Pick every line with "DisplaySize" from the material below.
*** Opening of Data records ***
//! Builder for creating QuadObservation objects from various input formats.

use nalgebra::Point2;

use crate::geometry::{Quad, QuadObservation, Rect};

/// Builder for `QuadObservation`s, for engines that report boxes or raw
/// corners.
#[derive(Debug, Clone, Default)]
pub struct ObservationBuilder {
    quad: Option<Quad>,
    scale: Option<(f32, f32)>,
    confidence: f32,
}

impl ObservationBuilder {
    /// Create a new observation builder.
    pub fn new() -> Self {
        Self::default()
    }

    /// Set an axis-aligned box in TLBR format (x1, y1, x2, y2).
    pub fn tlbr(mut self, x1: f32, y1: f32, x2: f32, y2: f32) -> Self {
        self.quad = Some(Quad::from_rect(&Rect::from_tlbr(x1, y1, x2, y2)));
        self
    }

    /// Set an axis-aligned box in XYWH format (center_x, center_y, width, height).
    pub fn xywh(self, cx: f32, cy: f32, w: f32, h: f32) -> Self {
        self.tlbr(cx - w / 2.0, cy - h / 2.0, cx + w / 2.0, cy + h / 2.0)
    }

    /// Set the four corners in top-left, top-right, bottom-right, bottom-left order.
    pub fn corners(mut self, corners: [(f32, f32); 4]) -> Self {
        self.quad = Some(Quad::from_points(corners.map(|(x, y)| Point2::new(x, y))));
        self
    }

    /// Coordinates given so far are pixels of a `width` x `height` image;
    /// normalize them on build.
    pub fn in_pixels(mut self, width: usize, height: usize) -> Self {
        self.scale = Some((width as f32, height as f32));
        self
    }

    /// Set the confidence score.
    pub fn confidence(mut self, confidence: f32) -> Self {
        self.confidence = confidence;
        self
    }

    /// Build the final `QuadObservation`. Without geometry the quad collapses
    /// to the origin.
    pub fn build(self) -> QuadObservation {
        let quad = self
            .quad
            .unwrap_or_else(|| Quad::from_points([Point2::origin(); 4]));
        let quad = match self.scale {
            Some((w, h)) if w > 0.0 && h > 0.0 => quad.scaled(1.0 / w, 1.0 / h),
            _ => quad,
        };
        QuadObservation::new(quad, self.confidence)
    }
}

#[cfg(test)]
mod tests {
    use super::*;

    #[test]
    fn test_observation_builder() {
        let obs = ObservationBuilder::new()
            .tlbr(0.1, 0.2, 0.5, 0.8)
            .confidence(0.95)
            .build();

        assert_eq!(obs.confidence, 0.95);
        assert_eq!(obs.quad.top_left(), Point2::new(0.1, 0.2));
        assert_eq!(obs.quad.bottom_right(), Point2::new(0.5, 0.8));
    }

    #[test]
    fn test_pixel_corners_are_normalized() {
        let obs = ObservationBuilder::new()
            .corners([(20.0, 10.0), (60.0, 10.0), (60.0, 30.0), (20.0, 30.0)])
            .in_pixels(80, 40)
            .confidence(0.7)
            .build();
        assert_eq!(obs.quad.top_left(), Point2::new(0.25, 0.25));
        assert_eq!(obs.quad.bottom_right(), Point2::new(0.75, 0.75));
    }

    #[test]
    fn test_xywh() {
        let obs = ObservationBuilder::new().xywh(0.5, 0.5, 0.2, 0.4).build();
        let rect = obs.quad.bounding_rect();
        assert!((rect.width - 0.2).abs() < 1e-6);
        assert!((rect.height - 0.4).abs() < 1e-6);
    }
}
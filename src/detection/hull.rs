//! Convex hulls and quadrilateral fitting.

use imageproc::geometry::convex_hull;
use imageproc::point::Point;
use nalgebra::Point2;

use crate::geometry::Quad;

const EPSILON: f32 = 1e-6;

#[inline]
fn cross(o: Point2<f32>, a: Point2<f32>, b: Point2<f32>) -> f32 {
    (a - o).perp(&(b - o))
}

/// Convex hull of pixel coordinates, as float points.
///
/// Collinear points are dropped, so a filled axis-aligned rectangle yields
/// exactly its four corner pixels.
pub fn pixel_hull(points: &[Point<i32>]) -> Vec<Point2<f32>> {
    // The hull's angular sort needs distinct points.
    let mut unique = points.to_vec();
    unique.sort_by_key(|p| (p.y, p.x));
    unique.dedup();
    convex_hull(unique)
        .into_iter()
        .map(|p| Point2::new(p.x as f32, p.y as f32))
        .collect()
}

/// Approximate a convex hull by a quadrilateral.
///
/// Uses the longest hull diagonal and the hull vertex farthest from it on
/// each side. Returns `None` if the hull is degenerate (fewer than four
/// vertices, or everything on one side of the diagonal).
pub fn fit_quad(hull: &[Point2<f32>]) -> Option<Quad> {
    if hull.len() < 4 {
        return None;
    }

    let mut best = (0usize, 0usize, 0.0f32);
    for i in 0..hull.len() {
        for j in (i + 1)..hull.len() {
            let d = (hull[j] - hull[i]).norm_squared();
            if d > best.2 {
                best = (i, j, d);
            }
        }
    }
    let (a, b) = (hull[best.0], hull[best.1]);

    let mut left = (EPSILON, None);
    let mut right = (-EPSILON, None);
    for &p in hull {
        let side = cross(a, b, p);
        if side > left.0 {
            left = (side, Some(p));
        }
        if side < right.0 {
            right = (side, Some(p));
        }
    }

    let (c, d) = (left.1?, right.1?);
    Some(canonical_order([a, c, b, d]))
}

/// Reorder four cyclically ordered corners into TL, TR, BR, BL.
///
/// The winding is made clockwise (y down), then the rotation whose corners
/// lie closest to the matching corners of the bounding box is chosen.
pub fn canonical_order(points: [Point2<f32>; 4]) -> Quad {
    let mut quad = Quad::from_points(points);
    if quad.signed_area() < 0.0 {
        quad.points.swap(1, 3);
    }

    let targets = quad.bounding_rect().corners();
    let cost = |shift: usize| -> f32 {
        (0..4)
            .map(|k| {
                let p = quad.points[(k + shift) % 4];
                let (tx, ty) = targets[k];
                (p.x - tx).powi(2) + (p.y - ty).powi(2)
            })
            .sum()
    };

    let shift = (0..4)
        .min_by(|&s, &t| cost(s).total_cmp(&cost(t)))
        .unwrap_or(0);
    let p = quad.points;
    Quad::from_points([p[shift], p[(shift + 1) % 4], p[(shift + 2) % 4], p[(shift + 3) % 4]])
}
mod converter;
mod orientation;
mod quad;
mod rect;

pub use converter::{DisplayPolygon, DisplaySize, GeometryConverter};
pub use orientation::Orientation;
pub use quad::{Quad, QuadObservation};
pub use rect::Rect;
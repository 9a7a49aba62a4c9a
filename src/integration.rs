//! Integration module for running rectangle detection and tracking on a
//! frame stream.
//!
//! This module wires a [`RectangleDetector`](crate::detection::RectangleDetector)
//! and a [`RectangleTracker`](crate::tracker::RectangleTracker) to the
//! controller and hands the result to an [`OverlaySink`], either inline
//! ([`TrackerPipeline`]) or on a worker thread ([`AsyncTrackerPipeline`]).

mod builder;
mod config;
mod engine;
mod overlay;
mod pipeline;
mod worker;

pub use builder::ObservationBuilder;
pub use config::PipelineConfig;
pub use engine::Engine;
pub use overlay::{OverlaySink, OverlayStyle};
pub use pipeline::{FrameReport, TrackerPipeline};
pub use worker::{AsyncTrackerPipeline, DispatchError, FrameWorker, WorkRequest, WorkResult};
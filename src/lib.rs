//! Detect-or-track pipeline for a single rectangle in a camera frame stream.
//!
//! Each frame either runs full detection (when no target is held) or tracks
//! the held target from the previous observation. Accepted observations are
//! mapped from normalized detector space to display coordinates for an
//! outline overlay.
//!
//! ```no_run
//! use recttrack_rs::{DisplaySize, PipelineConfig, TrackerPipeline};
//!
//! let mut pipeline = TrackerPipeline::from_config(
//!     &PipelineConfig::default(),
//!     DisplaySize::new(390.0, 844.0),
//! );
//! # let frames: Vec<recttrack_rs::Frame> = Vec::new();
//! for frame in &frames {
//!     if let Some(report) = pipeline.process_frame(frame) {
//!         println!("{:?}", report.polygon);
//!     }
//! }
//! ```

pub mod detection;
pub mod frame;
pub mod geometry;
pub mod integration;
pub mod tracker;

#[cfg(test)]
mod test_utils;

pub use detection::{DetectorConfig, QuadDetector, RectangleDetector};
pub use frame::{CameraIntrinsics, Frame, FrameError, FrameSource};
pub use geometry::{DisplayPolygon, DisplaySize, GeometryConverter, Orientation, Quad, QuadObservation, Rect};
pub use integration::{
    AsyncTrackerPipeline, FrameReport, OverlaySink, OverlayStyle, PipelineConfig, TrackerPipeline,
};
pub use tracker::{
    ControllerConfig, CornerTracker, CornerTrackerConfig, RectangleTracker, Target, TrackState,
    TrackingController,
};
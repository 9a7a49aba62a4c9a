//! Runs controller jobs against a detector/tracker pair.

use tracing::warn;

use crate::detection::RectangleDetector;
use crate::frame::Frame;
use crate::tracker::{Job, Outcome, RectangleTracker, select_best};

/// Owns the detection and tracking engines and executes one [`Job`] per frame.
///
/// Engine errors stop here: they are logged and folded into the
/// [`Outcome`], so nothing per-frame propagates to the caller.
pub struct Engine<D, T> {
    detector: D,
    tracker: T,
}

impl<D: RectangleDetector, T: RectangleTracker> Engine<D, T> {
    pub fn new(detector: D, tracker: T) -> Self {
        Self { detector, tracker }
    }

    /// Run `job` on `frame`.
    ///
    /// After a detection the tracker is seeded with the candidate the
    /// controller is going to adopt.
    pub fn execute(&mut self, job: &Job, frame: &Frame) -> Outcome {
        match job {
            Job::Detect => {
                let candidates = match self.detector.detect(frame) {
                    Ok(candidates) => candidates,
                    Err(err) => {
                        warn!(sequence = frame.sequence, error = %err, "detection failed");
                        Vec::new()
                    }
                };
                if let Some(best) = select_best(&candidates) {
                    if let Err(err) = self.tracker.seed(best, frame) {
                        warn!(sequence = frame.sequence, error = %err, "tracker seeding failed");
                        self.tracker.reset();
                    }
                }
                Outcome::Detected(candidates)
            }
            Job::Track(previous) => match self.tracker.track(previous, frame) {
                Ok(observation) => Outcome::Tracked(observation),
                Err(err) => {
                    warn!(sequence = frame.sequence, error = %err, "tracking failed");
                    self.tracker.reset();
                    Outcome::TrackingFailed
                }
            },
        }
    }

    /// Get a reference to the underlying detector.
    pub fn detector(&self) -> &D {
        &self.detector
    }

    /// Get a mutable reference to the underlying detector.
    pub fn detector_mut(&mut self) -> &mut D {
        &mut self.detector
    }

    /// Get a reference to the underlying tracker.
    pub fn tracker(&self) -> &T {
        &self.tracker
    }

    /// Get a mutable reference to the underlying tracker.
    pub fn tracker_mut(&mut self) -> &mut T {
        &mut self.tracker
    }
}

#[cfg(test)]
mod tests {
    use super::*;
    use crate::geometry::{Orientation, Quad, QuadObservation, Rect};
    use image::GrayImage;
    use thiserror::Error;

    #[derive(Debug, Error)]
    #[error("engine unavailable")]
    struct Unavailable;

    struct ScriptedDetector(Result<Vec<QuadObservation>, ()>);

    impl RectangleDetector for ScriptedDetector {
        type Error = Unavailable;

        fn detect(&self, _frame: &Frame) -> Result<Vec<QuadObservation>, Self::Error> {
            self.0.clone().map_err(|_| Unavailable)
        }
    }

    #[derive(Default)]
    struct RecordingTracker {
        seeds: Vec<QuadObservation>,
        fail: bool,
        resets: usize,
    }

    impl RectangleTracker for RecordingTracker {
        type Error = Unavailable;

        fn seed(&mut self, observation: &QuadObservation, _frame: &Frame) -> Result<(), Self::Error> {
            self.seeds.push(*observation);
            Ok(())
        }

        fn track(
            &mut self,
            previous: &QuadObservation,
            _frame: &Frame,
        ) -> Result<QuadObservation, Self::Error> {
            if self.fail {
                Err(Unavailable)
            } else {
                Ok(QuadObservation::new(previous.quad, previous.confidence * 0.9))
            }
        }

        fn reset(&mut self) {
            self.resets += 1;
        }
    }

    fn obs(confidence: f32) -> QuadObservation {
        QuadObservation::new(Quad::from_rect(&Rect::new(0.1, 0.1, 0.5, 0.5)), confidence)
    }

    fn frame() -> Frame {
        Frame::new(1, GrayImage::new(16, 16), Orientation::Portrait)
    }

    #[test]
    fn test_detect_seeds_tracker_with_best_candidate() {
        let mut engine = Engine::new(
            ScriptedDetector(Ok(vec![obs(0.6), obs(0.95), obs(0.7)])),
            RecordingTracker::default(),
        );
        let outcome = engine.execute(&Job::Detect, &frame());
        assert!(matches!(outcome, Outcome::Detected(ref c) if c.len() == 3));
        assert_eq!(engine.tracker().seeds, vec![obs(0.95)]);
    }

    #[test]
    fn test_detection_error_becomes_empty_outcome() {
        let mut engine = Engine::new(ScriptedDetector(Err(())), RecordingTracker::default());
        assert_eq!(engine.execute(&Job::Detect, &frame()), Outcome::Detected(vec![]));
        assert!(engine.tracker().seeds.is_empty());
    }

    #[test]
    fn test_tracking_error_becomes_failure_and_resets() {
        let mut engine = Engine::new(
            ScriptedDetector(Ok(vec![])),
            RecordingTracker {
                fail: true,
                ..Default::default()
            },
        );
        assert_eq!(
            engine.execute(&Job::Track(obs(0.9)), &frame()),
            Outcome::TrackingFailed
        );
        assert_eq!(engine.tracker().resets, 1);

        engine.tracker_mut().fail = false;
        assert!(matches!(
            engine.execute(&Job::Track(obs(0.9)), &frame()),
            Outcome::Tracked(o) if (o.confidence - 0.81).abs() < 1e-6
        ));
    }
}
*** Close of Data records ***
▶ [Written answer]
pub use converter::{DisplayPolygon, DisplaySize, GeometryConverter};
//! use recttrack_rs::{DisplaySize, PipelineConfig, TrackerPipeline};
//!     DisplaySize::new(390.0, 844.0),
pub use geometry::{DisplayPolygon, DisplaySize, GeometryConverter, Orientation, Quad, QuadObservation, Rect};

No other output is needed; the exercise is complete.